O yıllar pek Türk müşteriye itibar etmezdi bu yabancı şirketler.
Hatırlarım. Amerikalı ve Tuslog'da çalışan eşim Holly ayırtabilmişti yerimizi. Makul bir para ödeyip gittik Waltur'a..
Tam pansiyon.. Yani yatak ve 3 öğün yemek.. Yani ilave para ödemek yok sanki., öyle sanın.. Rengârenk boncuklardan oluşan tespih, kolye gibi şeyler satıyorlar size. Her renk bir paraya karşılık. Bilezik ya da kolye gibi üzerinize takıyorsunuz. Sizi para taşımaktan koruyor bir.
İki. denizde yüzerken bile paranız hep yanınızda..
Niye?.
Adamlar, sabahtan gece yarısına dek harika para tuzakları kurmuşlar..
Denizden çıkmışsınız. Susuz ve aç kurt gibi.. Hemen orda sandviççi arabasını sürerek dolaşıyor. Ayran, kola, meyve suyu buz gibi. Bir de sosisli ya da kaşarlı.. Say boncukları..
ikindi vakti, çay ve pasta arabaları dolaşıyor. Five o'clock tea.. Beş çayı.. Hadi yıkıl boncukları..
Az öteden mis gibi kokular geliyor.. Yaklaşıyorsunuz.. Lokma yapıyor, tarihi kılıklı bir usta..
Gitti gene boncuklar..
Akşam yemeğinden sonra içki servisleri.. Kolye bitmiş. Git yenisini al..
Türk hamamı.. Fin hamamı, yani sauna..
Bayıl boncukları..
Civar dağ köylerinden elişleri toplamış satıyorlar bir tezgâhta.. Haydi boncuklar..
Boncuk dayandıramadık..
İnanın 7 günde, tam pansiyona ödediğimizin iki katını boncuklara verdik..
Bu İtalyan kafası.. Peki Turgut özal sayesinde.
Bir yanda Lara ve Belek, öte yanda Kemer'e dek uzanan sahillere, çok kısa zamanda 5 de değil, hatta 7 yıldızlık oteller ve tatil köyleri yapan Türk firmalarında durum ne yıllardan beri..

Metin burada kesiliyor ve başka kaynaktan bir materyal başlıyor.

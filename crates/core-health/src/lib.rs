//! Periodic per-instance health probing and overall health determination.

use chrono::{DateTime, Utc};
use core_common::{CancelToken, HealthStatus, InstanceMetrics};
use core_config::HealthConfig;
use core_registry::InstanceRegistry;
use dashmap::DashMap;
use parking_lot::Mutex;
use std::collections::VecDeque;
use std::sync::atomic::{AtomicU32, Ordering};
use std::time::Duration;
use tracing::{debug, info, warn};

/// One probe result, appended to an instance's rolling history.
#[derive(Debug, Clone, serde::Serialize)]
#[serde(rename_all = "camelCase")]
pub struct HealthSample {
    pub timestamp: DateTime<Utc>,
    pub healthy: bool,
    pub response_time_ms: Option<u64>,
    pub status_code: Option<u16>,
    pub details: Option<serde_json::Value>,
    pub error: Option<String>,
    pub breached_metrics: Vec<&'static str>,
}

struct InstanceHealthState {
    samples: Mutex<VecDeque<HealthSample>>,
    consecutive_failures: AtomicU32,
    consecutive_successes: AtomicU32,
}

impl InstanceHealthState {
    fn new() -> Self {
        Self {
            samples: Mutex::new(VecDeque::new()),
            consecutive_failures: AtomicU32::new(0),
            consecutive_successes: AtomicU32::new(0),
        }
    }
}

/// Compares live instance metrics against the configured alert thresholds.
fn breached_metrics(metrics: &InstanceMetrics, config: &HealthConfig) -> Vec<&'static str> {
    let mut breached = Vec::new();
    if metrics.cpu_percent > config.cpu_alert_percent {
        breached.push("cpu");
    }
    if metrics.memory_percent > config.memory_alert_percent {
        breached.push("memory");
    }
    if metrics.error_rate > config.error_rate_alert {
        breached.push("error_rate");
    }
    if metrics.avg_response_time_ms > config.response_time_alert_ms {
        breached.push("response_time");
    }
    if metrics.queue_depth > config.queue_depth_alert {
        breached.push("queue_depth");
    }
    breached
}

pub struct HealthMonitor {
    registry: std::sync::Arc<InstanceRegistry>,
    config: HealthConfig,
    client: reqwest::Client,
    states: DashMap<String, InstanceHealthState>,
}

impl HealthMonitor {
    pub fn new(registry: std::sync::Arc<InstanceRegistry>, config: HealthConfig) -> Self {
        let client = reqwest::Client::builder()
            .timeout(Duration::from_secs(config.timeout_seconds))
            .build()
            .expect("reqwest client configuration is always valid");
        Self {
            registry,
            config,
            client,
            states: DashMap::new(),
        }
    }

    /// Probes every instance once and updates the registry's recorded
    /// health for any instance whose overall verdict changed.
    pub async fn run_once(&self) {
        for instance in self.registry.list() {
            let sample = self.probe(&instance).await;
            let overall = self.record_and_recompute(&instance.id, sample);
            if let Err(err) = self.registry.update_health(&instance.id, overall) {
                warn!(instance_id = %instance.id, %err, "health update for vanished instance");
            }
        }
    }

    async fn probe(&self, instance: &core_registry::Instance) -> HealthSample {
        let metrics = instance.metrics();
        let mut breached = breached_metrics(&metrics, &self.config);

        let (response_time_ms, status_code, details, error) = match &instance.health_endpoint {
            Some(endpoint) => {
                let started = std::time::Instant::now();
                match self.client.get(endpoint).send().await {
                    Ok(response) => {
                        let status = response.status();
                        let elapsed_ms = Some(started.elapsed().as_millis() as u64);
                        let body = response.json::<serde_json::Value>().await.ok();
                        if !status.is_success() {
                            breached.push("probe_status");
                        }
                        (elapsed_ms, Some(status.as_u16()), body, None)
                    }
                    Err(err) => (Some(started.elapsed().as_millis() as u64), None, None, Some(err.to_string())),
                }
            }
            None => (None, None, None, None),
        };

        let healthy = error.is_none() && breached.is_empty();

        if !healthy {
            debug!(
                instance_id = %instance.id,
                ?breached,
                ?error,
                "health probe recorded unhealthy sample"
            );
        }

        HealthSample {
            timestamp: Utc::now(),
            healthy,
            response_time_ms,
            status_code,
            details,
            error,
            breached_metrics: breached,
        }
    }

    fn record_and_recompute(&self, instance_id: &str, sample: HealthSample) -> HealthStatus {
        let state = self
            .states
            .entry(instance_id.to_string())
            .or_insert_with(InstanceHealthState::new);

        if sample.healthy {
            state.consecutive_successes.fetch_add(1, Ordering::SeqCst);
            state.consecutive_failures.store(0, Ordering::SeqCst);
        } else {
            state.consecutive_failures.fetch_add(1, Ordering::SeqCst);
            state.consecutive_successes.store(0, Ordering::SeqCst);
        }

        let cutoff = Utc::now() - chrono::Duration::minutes(self.config.history_minutes as i64);
        let mut samples = state.samples.lock();
        samples.push_back(sample);
        while samples.front().map(|s| s.timestamp < cutoff).unwrap_or(false) {
            samples.pop_front();
        }

        let consecutive_failures = state.consecutive_failures.load(Ordering::SeqCst);
        let consecutive_successes = state.consecutive_successes.load(Ordering::SeqCst);

        if consecutive_failures >= self.config.failure_threshold {
            return HealthStatus::Unhealthy;
        }
        if consecutive_successes >= self.config.success_threshold {
            return HealthStatus::Healthy;
        }

        let recent_cutoff = Utc::now() - chrono::Duration::minutes(5);
        let recent: Vec<&HealthSample> = samples.iter().filter(|s| s.timestamp >= recent_cutoff).collect();
        if recent.is_empty() {
            return HealthStatus::Unknown;
        }

        let healthy_count = recent.iter().filter(|s| s.healthy).count();
        let ratio = healthy_count as f64 / recent.len() as f64;
        if ratio >= 0.8 {
            HealthStatus::Healthy
        } else if ratio >= 0.5 {
            HealthStatus::Degraded
        } else {
            HealthStatus::Unhealthy
        }
    }

    /// Runs the probe loop on `config.check_interval_seconds`, until
    /// `cancel` is signalled.
    pub async fn run(self: std::sync::Arc<Self>, cancel: CancelToken) {
        let mut ticker = tokio::time::interval(Duration::from_secs(self.config.check_interval_seconds));
        info!(interval_seconds = self.config.check_interval_seconds, "health monitor started");
        loop {
            tokio::select! {
                _ = ticker.tick() => self.run_once().await,
                _ = cancel.cancelled() => {
                    info!("health monitor stopping");
                    break;
                }
            }
        }
    }
}

#[cfg(test)]
mod tests {
    use super::*;
    use core_common::Priority;
    use wiremock::matchers::{method, path};
    use wiremock::{Mock, MockServer, ResponseTemplate};

    fn test_config() -> HealthConfig {
        HealthConfig {
            check_interval_seconds: 30,
            timeout_seconds: 2,
            history_minutes: 30,
            failure_threshold: 3,
            success_threshold: 2,
            cpu_alert_percent: 85.0,
            memory_alert_percent: 90.0,
            error_rate_alert: 0.10,
            response_time_alert_ms: 2_000.0,
            queue_depth_alert: 5_000,
        }
    }

    #[tokio::test]
    async fn three_consecutive_failures_marks_unhealthy() {
        let registry = std::sync::Arc::new(InstanceRegistry::new());
        registry.create("i-1", None);
        registry.update_metrics(
            "i-1",
            InstanceMetrics {
                cpu_percent: 99.0,
                ..Default::default()
            },
        )
        .unwrap();

        let monitor = HealthMonitor::new(registry.clone(), test_config());
        for _ in 0..3 {
            monitor.run_once().await;
        }

        assert_eq!(registry.get("i-1").unwrap().health(), HealthStatus::Unhealthy);
        let _ = Priority::Normal;
    }

    #[tokio::test]
    async fn two_consecutive_successes_marks_healthy() {
        let registry = std::sync::Arc::new(InstanceRegistry::new());
        registry.create("i-1", None);

        let monitor = HealthMonitor::new(registry.clone(), test_config());
        for _ in 0..2 {
            monitor.run_once().await;
        }

        assert_eq!(registry.get("i-1").unwrap().health(), HealthStatus::Healthy);
    }

    #[tokio::test]
    async fn probe_endpoint_failure_counts_as_unhealthy_sample() {
        let registry = std::sync::Arc::new(InstanceRegistry::new());
        registry.create("i-1", Some("http://127.0.0.1:1/no-such-server".to_string()));

        let monitor = HealthMonitor::new(registry.clone(), test_config());
        monitor.run_once().await;
        monitor.run_once().await;
        monitor.run_once().await;

        assert_eq!(registry.get("i-1").unwrap().health(), HealthStatus::Unhealthy);
    }

    #[tokio::test]
    async fn healthy_endpoint_keeps_instance_healthy() {
        let server = MockServer::start().await;
        Mock::given(method("GET"))
            .and(path("/health"))
            .respond_with(ResponseTemplate::new(200).set_body_json(serde_json::json!({"ok": true})))
            .mount(&server)
            .await;

        let registry = std::sync::Arc::new(InstanceRegistry::new());
        registry.create("i-1", Some(format!("{}/health", server.uri())));

        let monitor = HealthMonitor::new(registry.clone(), test_config());
        monitor.run_once().await;
        monitor.run_once().await;

        assert_eq!(registry.get("i-1").unwrap().health(), HealthStatus::Healthy);
    }
}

Yani kapıyı açık tutacak kadar kazanan kendini şanslı kabul ediyor.
Gelen elin turisti, canının istediği her an, her ama her şeyi bedava bulduğu ve tek kuruş harcamadığı mekânın kapısının dışına çıkmıyor..
Sabahtan akşama yiyip içtiği, sahile, plaja bile beleş yiyecek ve içecek getirttiği yitmiyor gibi, akşam yemeğinden sonra bara kapanıp, sabaha dek viski, şarap, bira aklınıza ne gelirse, küp gibi zıkkımlanıyor.
Çünkü bedava.. Enayi mi, çıksın o hapishanesinden.. Peki otel nasıl karşılıyor bu müthiş içki masrafını?. Namuslusu var ama. sistem namusluya ödül vermiyor ki..
Kaçak içki sanayisi gelişmiş. ? El altından onlara ulaşıyor..
Yani diyelim. Belek. Kemer ya da her nere ise oraya gelen Alman. İsrailli, İngiliz. Rus. memleketinde ödediği para dışında Türkiye'de tek kuruş harcamadan, ama en lüks otelde, istediği her şey elinin altında krallar gibi yaşıyor.
Sonuç.. Bu 7 yıldızlık harika tesisten çıkın. Belek denen yerleşim yeri mesela, sanırsınız deprem geçirmiş bir Doğu Anadolu köyü.. Fakirlik diz boyu.. Tek dükkân, tek lokanta yok.. Nasıl olsun?. Hani müşteri?. Fakir köylü mü gelecek?.